## Assigned task
Exactly as it appears, restate the whole listing.

_____

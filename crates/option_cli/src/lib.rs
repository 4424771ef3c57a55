//! # option_cli: Command-Line Adapter for option_pricer
//!
//! Feeds scalar inputs into `option_pricer::price_option` and renders the
//! resulting `PricingResult`s.
//!
//! # Commands
//!
//! - `option-pricer price --spot .. --strike .. --expiry .. --rate .. --volatility ..`
//!   prices one contract and prints a table or JSON report
//! - `option-pricer batch --input quotes.csv` prices every CSV row and writes
//!   `quotes_processed.csv` (or `.json`)
//!
//! # Architecture
//!
//! As part of the **S**ervice layer, this crate owns all file, terminal and
//! environment I/O; the pricer crate stays pure.

#![deny(missing_docs)]

pub mod batch;
pub mod commands;
pub mod config;
pub mod error;
pub mod naming;
pub mod render;

pub use error::{CliError, Result};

_____

## Answer to this exercise
filename crates/option_cli/src/lib.rs
repository 4424771ef3c57a55
//! # option_cli: Command-Line Adapter for option_pricer
//!
//! Feeds scalar inputs into `option_pricer::price_option` and renders the
//! resulting `PricingResult`s.
//!
//! # Commands
//!
//! - `option-pricer price --spot .. --strike .. --expiry .. --rate .. --volatility ..`
//!   prices one contract and prints a table or JSON report
//! - `option-pricer batch --input quotes.csv` prices every CSV row and writes
//!   `quotes_processed.csv` (or `.json`)
//!
//! # Architecture
//!
//! As part of the **S**ervice layer, this crate owns all file, terminal and
//! environment I/O; the pricer crate stays pure.

#![deny(missing_docs)]

pub mod batch;
pub mod commands;
pub mod config;
pub mod error;
pub mod naming;
pub mod render;

pub use error::{CliError, Result};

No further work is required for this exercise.